The current (UNFINISHED) result I am quite happy with. A great deal of the syntatical features of autoit are implemented, with most intended to be implemented.

The Following functionality operates correctly in my Interpreter:

Global Declarations
'=' Assignments
Function calls (including recursive)
Variant Datatype (Implementing Arrays, INT32, INT64, double, string)
Operators: + - / * > < <> >= <= = ==
Singleline IF
Multiline IF
WHILE statements
About 20 macros
About 12 Builtin Functions{
ConsoleWrite
FileRead
FileOpen
FileClose
MsgBox(Non optional params only)
Stringlen
StringLeft/Right
StringTrimLeft/Right
TimerInit
(TimerDiff() is bugged, however)
}
Arrays

For example, the following code will execute correctly.

$t = 1
$t2 = 2

if $t = $t2 then MsgBox(48, "TEST", "EQUALITY")
if $t <> $t2 then MsgBox(48, "TEST", "NOT EQUALITY")

Global $mate = 89, $eee, $f = 55, $arraydestroytest[65000]


MsgBox(48, "TEST", "This Code is running in Paradime: " & $eee)


While $mate < 4000
    $arraydestroytest[$mate] = $mate
    $mate = $mate + 1
    $r = "FFFF" & "00043"
WEnd
MsgBox(48, "TEST", "This Code is running in Paradime: " & $mate & " " & $arraydestroytest[$mate-1])

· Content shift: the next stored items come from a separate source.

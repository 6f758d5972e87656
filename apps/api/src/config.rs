use anyhow::{Context, Result};

use crate::llm_client::DEFAULT_MODEL;
use crate::pipeline::normalize::NormalizerConfig;

/// Application configuration loaded from environment variables.
/// Fails at startup if required variables are missing.
#[derive(Debug, Clone)]
pub struct Config {
    pub anthropic_api_key: String,
    pub anthropic_model: String,
    pub port: u16,
    pub rust_log: String,
    pub normalizer: NormalizerConfig,
}

impl Config {
    pub fn from_env() -> Result<Self> {
        dotenvy::dotenv().ok(); // load .env if present; ignore if missing

        let defaults = NormalizerConfig::default();

        Ok(Config {
            anthropic_api_key: require_env("ANTHROPIC_API_KEY")?,
            anthropic_model: std::env::var("ANTHROPIC_MODEL")
                .unwrap_or_else(|_| DEFAULT_MODEL.to_string()),
            port: std::env::var("PORT")
                .unwrap_or_else(|_| "8080".to_string())
                .parse::<u16>()
                .context("PORT must be a valid port number")?,
            rust_log: std::env::var("RUST_LOG").unwrap_or_else(|_| "info".to_string()),
            normalizer: NormalizerConfig {
                tolerance: optional_f64("NORMALIZER_TOLERANCE", defaults.tolerance)?,
                min_block_hours: optional_f64(
                    "NORMALIZER_MIN_BLOCK_HOURS",
                    defaults.min_block_hours,
                )?,
                ..defaults
            },
        })
    }
}

fn require_env(key: &str) -> Result<String> {
    std::env::var(key).with_context(|| format!("Required environment variable '{key}' is not set"))
}

fn optional_f64(key: &str, default: f64) -> Result<f64> {
    match std::env::var(key) {
        Ok(raw) => {
            let value = raw
                .parse::<f64>()
                .with_context(|| format!("{key} must be a number, got '{raw}'"))?;
            anyhow::ensure!(
                value.is_finite() && value > 0.0,
                "{key} must be a positive number"
            );
            Ok(value)
        }
        Err(_) => Ok(default),
    }
}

COnsoleWrite(Stringlen("LOL RECURSION"))
ConsoleWrite("Macro Test:" & @LF)
ConsoleWrite("Program files: " & @PROGRAMFILESDIR & @LF)
ConsoleWrite("Common files: " & @CommonFilesDir & @CR)
ConsoleWrite("My Documents: " & @MyDocumentsDir & @CR)
ConsoleWrite("AppDataC files: " & @AppDataCommonDir & @CR)
ConsoleWrite("DesktopC files: " & @DesktopCommonDir & @CR)
ConsoleWrite("DocumentsC files: " & @DocumentsCommonDir & @CR)
ConsoleWrite("FavouritesC files: " & @FavoritesCommonDir & @CR)
ConsoleWrite("ProgramsC files: " & @ProgramsCommonDir & @CR)
ConsoleWrite("StartMC files: " & @StartMenuCommonDir & @CR)
ConsoleWrite("Startup files: " & @StartupCommonDir & @CR)
ConsoleWrite("AppData files: " & @AppDataDir & @CR)
ConsoleWrite("Desktop files: " & @DesktopDir & @CR)
ConsoleWrite("Favs files: " & @FavoritesDir & @CR)
ConsoleWrite("Program files: " & @ProgramsDir & @CR)
ConsoleWrite("Start Menu files: " & @StartMenuDir & @CR)
ConsoleWrite("Startup files: " & @StartupDir & @CR)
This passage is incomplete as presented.